We determined the bad outweighed the good and left our organization. But, others have chosen to stay and battle on. Here are some things that have helped others to stay in that battle.

Deirdre

Deirdre, a missionary in a developing country, said she negatively learned from the example of the founder of the organization she served. She said, the founder would treat the national workers as “subhuman.” She said, “It was not nice. She would come out, open her door and stand there and scream at the top of her lungs.” Deirdre said, “I don’t treat them the way she did.” Despite all the frustrations Deirdre endured with the founder, she said,

In all of it – for all human beings are fallible in so many ways – I think there are so many good people out there doing different kinds of mission work…But we’re all human beings with so many trials and tribulations that may be separate from what we are doing for the mission that affect our lives. I don’t want to give up. I didn’t and it’s my desire to be there until I’m done.

Unlike all the others I have interviewed, Deirdre outlasted her abusive boss. She noted that her mother passed away when she was only thirteen-years-old. Deirdre recounted the time her father asked her if he should get someone to help with “cleaning and cooking.” Deirdre said, “No, I’m going to do it.” She noted, “I have always been that way…I just plowed through these circumstances.”

Deirdre was sure she had moments she wanted to “run away” from the mission, it just never worked out to leave to another mission in the country where she serves. Since the departure of the founder, Deirdre says she is able now to “follow through with things” that the founder “didn’t allow me to do.” She said she has always “needed to be doing something for somebody…I need to be needed,” and that motivated her during her time under the founder’s toxic leadership.

Adam

As he suffered through conflicts with the CEO, the CEO’s wife, and the founders of his organization, Adam said he would “go home and go to bed and get up the next day.” He said, he would try to think of them as like himself: sinful and broken.
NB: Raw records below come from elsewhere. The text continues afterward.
//! Common rule sets and source snippets used across workspace tests.

use tagscan_types::RuleConfig;

/// Collection of sample rule sets.
pub mod sample_rules {
    use super::*;

    fn parse(json: &str) -> Vec<RuleConfig> {
        serde_json::from_str(json).expect("fixture rules should parse")
    }

    /// One substring rule that matches the word `needle`.
    pub fn needle() -> Vec<RuleConfig> {
        parse(
            r#"[{ "id": "fix.needle", "name": "needle", "description": "finds needles",
                  "tags": ["Fixture.Needle"],
                  "patterns": [{ "pattern": "needle", "type": "substring" }] }]"#,
        )
    }

    /// A broad rule plus a narrower one that overrides it, the classic
    /// platform-detection pair.
    pub fn windows_pair() -> Vec<RuleConfig> {
        parse(
            r#"[
            { "id": "os.win", "name": "Windows", "description": "any windows mention",
              "tags": ["OS.Windows"],
              "patterns": [{ "pattern": "windows", "type": "substring", "modifiers": ["i"] }] },
            { "id": "os.win2000", "name": "Windows 2000", "description": "windows 2000 mention",
              "tags": ["OS.Windows.2000"], "overrides": ["os.win"],
              "patterns": [{ "pattern": "windows 2000", "type": "substring", "modifiers": ["i"] }] }
        ]"#,
        )
    }

    /// Three rules where `b` depends on `a`'s tag and `c` on `b`'s.
    pub fn dependency_chain() -> Vec<RuleConfig> {
        parse(
            r#"[
            { "id": "chain.a", "name": "A", "description": "d", "tags": ["Chain.A"],
              "patterns": [{ "pattern": "alpha", "type": "substring" }] },
            { "id": "chain.b", "name": "B", "description": "d", "tags": ["Chain.B"],
              "depends_on_tags": ["Chain.A"],
              "patterns": [{ "pattern": "beta", "type": "substring" }] },
            { "id": "chain.c", "name": "C", "description": "d", "tags": ["Chain.C"],
              "depends_on_tags": ["Chain.B"],
              "patterns": [{ "pattern": "gamma", "type": "substring" }] }
        ]"#,
        )
    }
}

/// Source snippets with known scope layouts.
pub mod sample_sources {
    /// C source with the word `needle` in code, a comment, and a string.
    pub fn c_all_scopes() -> &'static str {
        "int needle = 1; // needle in comment\nchar *s = \"needle in string\";\n"
    }

    /// Python with a docstring that looks like it contains a comment.
    pub fn python_docstring() -> &'static str {
        "def f():\n    \"\"\"needle # not a comment\"\"\"\n    return 1  # needle\n"
    }

    /// Rust with nested block comments.
    pub fn rust_nested_comment() -> &'static str {
        "/* outer /* needle inner */ still comment */ fn needle() {}\n"
    }
}

#[cfg(test)]
mod tests {
    use super::*;

    #[test]
    fn fixture_rule_sets_parse() {
        assert_eq!(sample_rules::needle().len(), 1);
        assert_eq!(sample_rules::windows_pair().len(), 2);
        assert_eq!(sample_rules::dependency_chain().len(), 3);
    }
}
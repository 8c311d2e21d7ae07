//! Rule-set verification: the static validation catalog plus each rule's
//! must-match / must-not-match self-tests.

use tagscan_domain::{validate, CompiledRuleSet};
use tagscan_types::{RuleConfig, VerifyReport, VERIFY_REPORT_SCHEMA_V1};

use crate::scan::tool_meta;

/// Check a rule set and report every problem found.
///
/// Self-tests only run when static validation passes; snippets evaluated
/// against structurally broken rules would only produce noise.
pub fn verify_rules(configs: &[RuleConfig]) -> VerifyReport {
    let mut issues: Vec<String> = validate(configs).iter().map(ToString::to_string).collect();
    if issues.is_empty() {
        if let Ok(set) = CompiledRuleSet::compile(configs) {
            issues.extend(set.self_test().iter().map(ToString::to_string));
        }
    }
    VerifyReport {
        schema: VERIFY_REPORT_SCHEMA_V1.to_string(),
        tool: tool_meta(),
        valid: issues.is_empty(),
        rules_checked: configs.len() as u32,
        issues,
    }
}
//! Loading rules and settings from disk.
//!
//! A rules argument may name a single JSON file or a directory; directories
//! are walked recursively and every `.json` file is loaded. Files are
//! expanded for environment variables before parsing. When the same rule id
//! appears in multiple files, the file loaded last wins, so a local rule
//! set can override entries from a shared one.

use std::collections::BTreeMap;
use std::fs;
use std::path::{Path, PathBuf};

use anyhow::{bail, Context, Result};

use tagscan_types::{RuleConfig, ScanSettings};

use crate::env_expand::expand_env_vars;

/// Load and merge every rule file named by `paths`, in order.
pub fn load_rules(paths: &[PathBuf]) -> Result<Vec<RuleConfig>> {
    if paths.is_empty() {
        bail!("no rule files given; pass at least one --rules path");
    }
    let mut files = Vec::new();
    for path in paths {
        collect_rule_files(path, &mut files)?;
    }
    if files.is_empty() {
        bail!("no .json rule files found under the given paths");
    }

    // Merge by rule id; later files replace earlier entries.
    let mut merged: BTreeMap<String, RuleConfig> = BTreeMap::new();
    for file in &files {
        for rule in load_rule_file(file)? {
            merged.insert(rule.id.clone(), rule);
        }
    }
    Ok(merged.into_values().collect())
}

/// Load scan settings from a JSON file.
pub fn load_settings(path: &Path) -> Result<ScanSettings> {
    let text = fs::read_to_string(path)
        .with_context(|| format!("failed to read settings file {}", path.display()))?;
    let expanded = expand_env_vars(&text)
        .with_context(|| format!("failed to expand variables in {}", path.display()))?;
    serde_json::from_str(&expanded)
        .with_context(|| format!("failed to parse settings file {}", path.display()))
}

fn collect_rule_files(path: &Path, files: &mut Vec<PathBuf>) -> Result<()> {
    let meta = fs::metadata(path)
        .with_context(|| format!("rules path {} does not exist", path.display()))?;
    if meta.is_file() {
        files.push(path.to_path_buf());
        return Ok(());
    }

    let mut entries: Vec<PathBuf> = fs::read_dir(path)
        .with_context(|| format!("failed to read rules directory {}", path.display()))?
        .collect::<Result<Vec<_>, _>>()
        .with_context(|| format!("failed to read rules directory {}", path.display()))?
        .into_iter()
        .map(|e| e.path())
        .collect();
    entries.sort();

    for entry in entries {
        if entry.is_dir() {
            collect_rule_files(&entry, files)?;
        } else if entry.extension().is_some_and(|e| e == "json") {
            files.push(entry);
        }
    }
    Ok(())
}

/// A rule file holds either a JSON array of rules or a single rule object.
fn load_rule_file(path: &Path) -> Result<Vec<RuleConfig>> {
    let text = fs::read_to_string(path)
        .with_context(|| format!("failed to read rule file {}", path.display()))?;
    let expanded = expand_env_vars(&text)
        .with_context(|| format!("failed to expand variables in {}", path.display()))?;

    match serde_json::from_str::<Vec<RuleConfig>>(&expanded) {
        Ok(rules) => Ok(rules),
        Err(_) => {
            let rule: RuleConfig = serde_json::from_str(&expanded)
                .with_context(|| format!("failed to parse rule file {}", path.display()))?;
            Ok(vec![rule])
        }
    }
}

#[cfg(test)]
mod tests {
    use super::*;
    use tempfile::TempDir;

    fn write(dir: &Path, name: &str, content: &str) -> PathBuf {
        let path = dir.join(name);
        fs::write(&path, content).unwrap();
        path
    }

    const RULE_A: &str = r#"[{ "id": "a", "name": "a", "description": "d", "tags": ["t.a"],
                              "patterns": [{ "pattern": "aa" }] }]"#;

    #[test]
    fn loads_a_single_file() {
        let dir = TempDir::new().unwrap();
        let path = write(dir.path(), "rules.json", RULE_A);
        let rules = load_rules(&[path]).unwrap();
        assert_eq!(rules.len(), 1);
        assert_eq!(rules[0].id, "a");
    }

    #[test]
    fn accepts_a_bare_rule_object() {
        let dir = TempDir::new().unwrap();
        let path = write(
            dir.path(),
            "one.json",
            r#"{ "id": "solo", "name": "n", "description": "d", "tags": ["t"],
                 "patterns": [{ "pattern": "x" }] }"#,
        );
        let rules = load_rules(&[path]).unwrap();
        assert_eq!(rules[0].id, "solo");
    }

    #[test]
    fn walks_directories_and_merges_by_id() {
        let dir = TempDir::new().unwrap();
        write(dir.path(), "01_base.json", RULE_A);
        // Same id loaded later wins; non-json files are ignored.
        write(
            dir.path(),
            "02_override.json",
            r#"[{ "id": "a", "name": "replacement", "description": "d", "tags": ["t.a"],
                  "patterns": [{ "pattern": "zz" }] }]"#,
        );
        write(dir.path(), "notes.txt", "not a rule file");
        fs::create_dir(dir.path().join("nested")).unwrap();
        write(
            &dir.path().join("nested"),
            "extra.json",
            r#"[{ "id": "b", "name": "b", "description": "d", "tags": ["t.b"],
                  "patterns": [{ "pattern": "bb" }] }]"#,
        );

        let rules = load_rules(&[dir.path().to_path_buf()]).unwrap();
        assert_eq!(rules.len(), 2);
        assert_eq!(rules[0].id, "a");
        assert_eq!(rules[0].name, "replacement");
        assert_eq!(rules[1].id, "b");
    }

    #[test]
    fn expands_environment_variables() {
        let dir = TempDir::new().unwrap();
        std::env::set_var("TS_TEST_PATTERN", "needle");
        let path = write(
            dir.path(),
            "rules.json",
            r#"[{ "id": "a", "name": "a", "description": "d", "tags": ["t"],
                  "patterns": [{ "pattern": "${TS_TEST_PATTERN}" }] }]"#,
        );
        let rules = load_rules(&[path]).unwrap();
        std::env::remove_var("TS_TEST_PATTERN");
        assert_eq!(rules[0].patterns[0].pattern, "needle");
    }

    #[test]
    fn missing_path_and_bad_json_are_errors() {
        let dir = TempDir::new().unwrap();
        assert!(load_rules(&[dir.path().join("ghost.json")]).is_err());
        let path = write(dir.path(), "bad.json", "{ not json");
        assert!(load_rules(&[path]).is_err());
        assert!(load_rules(&[]).is_err());
    }

    #[test]
    fn loads_settings() {
        let dir = TempDir::new().unwrap();
        let path = write(
            dir.path(),
            "tagscan.json",
            r#"{ "parallel": false, "max_matches_per_tag": 7 }"#,
        );
        let settings = load_settings(&path).unwrap();
        assert!(!settings.parallel);
        assert_eq!(settings.max_matches_per_tag, 7);
    }
}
The humility to see his own failings helped him reject judgmental thoughts of his leaders.

In addition, when speaking of his pastoral role at the organization, Adam said, “I think the comradery of suffering became a comradery of healing as well.” He was convinced the sharing in the experience with others who were suffering at the time was also important in the healing.

Adam noted that he and his wife made a decision to limit the time they discussed their leaders. He said the amount of complaining about the leadership was evidence they had made the leaders to be “idols.”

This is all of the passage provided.